Bam!!! Virusaanval. Hier was ik niet op bedacht. Of was ik een tikje overmoedig? Een week geleden kwam s ’avonds een telefoontje van onze dochter in Utrecht. Buikgriep, ziek. Of we haar morgen kwamen ondersteunen bij de zorg voor haar baby. In de veronderstelling dat 8 weken Wim Hof-training ons genoeg weerstand opleverden, kwamen we graag tegemoet aan haar verzoek. Baby Tobias, anders altijd gemakkelijk en vrolijk, was nu hangerig. Dochter knapte op in de loop van de dag.
Twee dagen later kwamen de kindjes van onze oudste zoon logeren. Het was al lang geleden afgesproken. Ze hadden een leuke dag met vrienden gepland. Schoondochter vroeg nog of we het aandurfden. De kindjes waren alle 3 ziek geweest. Spugen, koorts. Oudste was wel fit maar hoestte nog; de twee jongsten waren nog niet helemaal fit. Hoesten en veel snotneuzen. Ze waren desondanks welkom. Het weekend verliep rustig maar gezellig. Op zondagmiddag leverden we ze fitter af, dan ze gekomen waren. Hun ouders waren uitgerust na een week met doorwaakte nachten en hadden het ook fijn gehad. Iedereen blij.
Wat gebeurde er?
Martien kroop maandag op de bank. Ik loop altijd wat achter; in de late dinsdagmiddag voelde ik de bui al hangen. Rare keel, spierpijn. Balen, balen.
Een slechte nacht. Een bonkend hoofd en spieren die aanvoelden alsof ik een marathon had gelopen. Pijnlijk, stijf en zo slap als een vaatdoek. Me omdraaien van de ene kant op de andere was een helse inspanning. Op mijn zij omhoogkomen en me ondersteunen met een arm lukte bijna niet.
Bam!!! En daar kwam de angst tevoorschijn.
De stille dreiging van de ziekte van Parkinson. Als een sluipend gevaar dat onverhoeds toe kan slaan. Zou zo de progressie aanvoelen? Is dit mijn voorland? Zwakkere en stijvere spieren?
In denk aan het bericht van een 72-jarige Amerikaanse Facebook-vriend van de Boostertribe. Hij is een van mijn bondgenoten en houdt van hardlopen. Net als ik doet hij alles wat hij kan, om in goede conditie te blijven en terugval te voorkomen. Om zijn 72e verjaardag te vieren daagde hij zichzelf uit om in 4 dagen 72 miles te lopen. Het lukte, met de nodige inspanning, maar hij flikte het. Hij steunt mij in mijn plan om in april 4 dagen te gaan hiken in de Annapurna in Nepal.

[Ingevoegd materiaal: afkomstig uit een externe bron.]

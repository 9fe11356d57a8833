//! The user's own bibliography, indexed by year.

use std::collections::BTreeMap;

use crate::authors::author_matches;
use crate::db::AuthorQuery;
use crate::record::PublicationRecord;

/// Records grouped by year label ("2021", ..., or "Unknown").
pub type YearIndex = BTreeMap<String, Vec<PublicationRecord>>;

/// Group records by [`PublicationRecord::year_or_unknown`], preserving order
/// within each year.
pub fn organize_by_year(records: impl IntoIterator<Item = PublicationRecord>) -> YearIndex {
    let mut index = YearIndex::new();
    for record in records {
        index
            .entry(record.year_or_unknown().to_string())
            .or_default()
            .push(record);
    }
    index
}

/// Records from `index` whose year is one of `years`, in year order.
pub fn records_in_years(index: &YearIndex, years: &[String]) -> Vec<PublicationRecord> {
    index
        .iter()
        .filter(|(year, _)| years.iter().any(|y| y.trim() == year.as_str()))
        .flat_map(|(_, records)| records.iter().cloned())
        .collect()
}

/// A loaded local bibliography.
#[derive(Debug, Clone, Default)]
pub struct LocalLibrary {
    index: YearIndex,
    len: usize,
}

impl LocalLibrary {
    pub fn from_records(records: Vec<PublicationRecord>) -> Self {
        let len = records.len();
        Self {
            index: organize_by_year(records),
            len,
        }
    }

    pub fn is_empty(&self) -> bool {
        self.len == 0
    }

    pub fn len(&self) -> usize {
        self.len
    }

    /// Year labels present, ascending.
    pub fn years(&self) -> Vec<&str> {
        self.index.keys().map(String::as_str).collect()
    }

    pub fn by_year(&self) -> &YearIndex {
        &self.index
    }

    /// Records in `years` that list the queried author.
    pub fn select(&self, years: &[String], query: &AuthorQuery) -> Vec<PublicationRecord> {
        let full_name = query.full_name();
        records_in_years(&self.index, years)
            .into_iter()
            .filter(|r| author_matches(&full_name, &r.author))
            .collect()
    }

    /// Records in `years` whose author text contains both name fragments,
    /// case-insensitively. Looser than [`select`](Self::select); for browsing.
    pub fn filter_for_display(
        &self,
        years: &[String],
        first_name: &str,
        last_name: &str,
    ) -> Vec<PublicationRecord> {
        let first = first_name.trim().to_lowercase();
        let last = last_name.trim().to_lowercase();
        records_in_years(&self.index, years)
            .into_iter()
            .filter(|r| {
                let author = r.author.to_lowercase();
                author.contains(&first) && author.contains(&last)
            })
            .collect()
    }
}

#[cfg(test)]
mod tests {
    use super::*;

    fn library() -> LocalLibrary {
        LocalLibrary::from_records(vec![
            PublicationRecord::new("Deep Learning Systems")
                .with_author("Jane Doe, John Smith")
                .with_year("2020"),
            PublicationRecord::new("Graph Things")
                .with_author("John Smith")
                .with_year("2020"),
            PublicationRecord::new("Later Work")
                .with_author("J. Doe")
                .with_year("2021"),
            PublicationRecord::new("Undated Draft").with_author("Jane Doe"),
        ])
    }

    fn years(ys: &[&str]) -> Vec<String> {
        ys.iter().map(|y| y.to_string()).collect()
    }

    #[test]
    fn organizes_by_year_with_unknown_bucket() {
        let lib = library();
        assert_eq!(lib.len(), 4);
        assert_eq!(lib.years(), vec!["2020", "2021", "Unknown"]);
        assert_eq!(lib.by_year()["2020"].len(), 2);
        assert_eq!(lib.by_year()["Unknown"][0].title, "Undated Draft");
    }

    #[test]
    fn select_filters_by_year_and_author() {
        let lib = library();
        let q = AuthorQuery::new("Jane", "Doe");
        let picked = lib.select(&years(&["2020", "2021"]), &q);
        let titles: Vec<&str> = picked.iter().map(|r| r.title.as_str()).collect();
        assert_eq!(titles, vec!["Deep Learning Systems", "Later Work"]);

        assert!(lib.select(&years(&["2019"]), &q).is_empty());
    }

    #[test]
    fn select_unknown_year_is_addressable() {
        let lib = library();
        let q = AuthorQuery::new("Jane", "Doe");
        let picked = lib.select(&years(&["Unknown"]), &q);
        assert_eq!(picked.len(), 1);
    }

    #[test]
    fn display_filter_is_substring_based() {
        let lib = library();
        let shown = lib.filter_for_display(&years(&["2020", "2021"]), "jo", "SMITH");
        assert_eq!(shown.len(), 2);
        // "J. Doe" does not contain "jane".
        let shown = lib.filter_for_display(&years(&["2021"]), "Jane", "Doe");
        assert!(shown.is_empty());
    }

    #[test]
    fn empty_library() {
        let lib = LocalLibrary::from_records(vec![]);
        assert!(lib.is_empty());
        assert!(lib.years().is_empty());
    }
}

Een paar dagen geleden kreeg hij uit het niets zijn eerste ‘freeze’-ervaring. Je voeten willen vooruit maar blijven plakken. Gevolg: hij viel ongelukkig en kwam op de eerste hulp terecht. Ik deelde in zijn verdriet.
Ook slechte nachten gaan voorbij.
Donkere gedachten en angsten verschuiven naar de achtergrond, de zon schijnt zowaar. De dag breng ik door op de bank onder een dekentje.
De volgende nacht is heel anders. Opgelucht merk ik dat ik als vanouds, ook dat gaat met enige moeite, kan draaien in mijn bed. Mijn kracht komt terug, de spierpijn is een stuk minder. Rust in mijn hoofd, gelukkig. Nu kan ik het weer: leven in het hier en nu en blijven bij wat nu goed of wat minder goed gaat zonder angst te hebben voor wat komt.
Ik realiseer me dat veel mensen met een chronische ziekte zo leven.
Er kan van alles zijn: stilstand, verbetering of verslechtering. Onbeduidende signalen kunnen al gauw de reactie geven: ’Het zal toch niet?’ Het vanzelfsprekende vertrouwen in de eigen gezondheid is geschaad. Ik denk ook aan mensen die hersteld zijn van een ernstige ziekte als kanker b.v..
Mijn oud-collega rouwbegeleider Anke de Jong Koelé heeft er een nuttig boek over geschreven ‘Van overleven naar zinvol leven’.
Ook de dag is anders, gelukkig. Na een wam bad en met fris gewassen haren voel ik me al weer een stukje fitter. En ik krijg inspiratie en energie om dit stukje te schrijven.
Zo, en nu nog even onder mijn dekentje op de bank.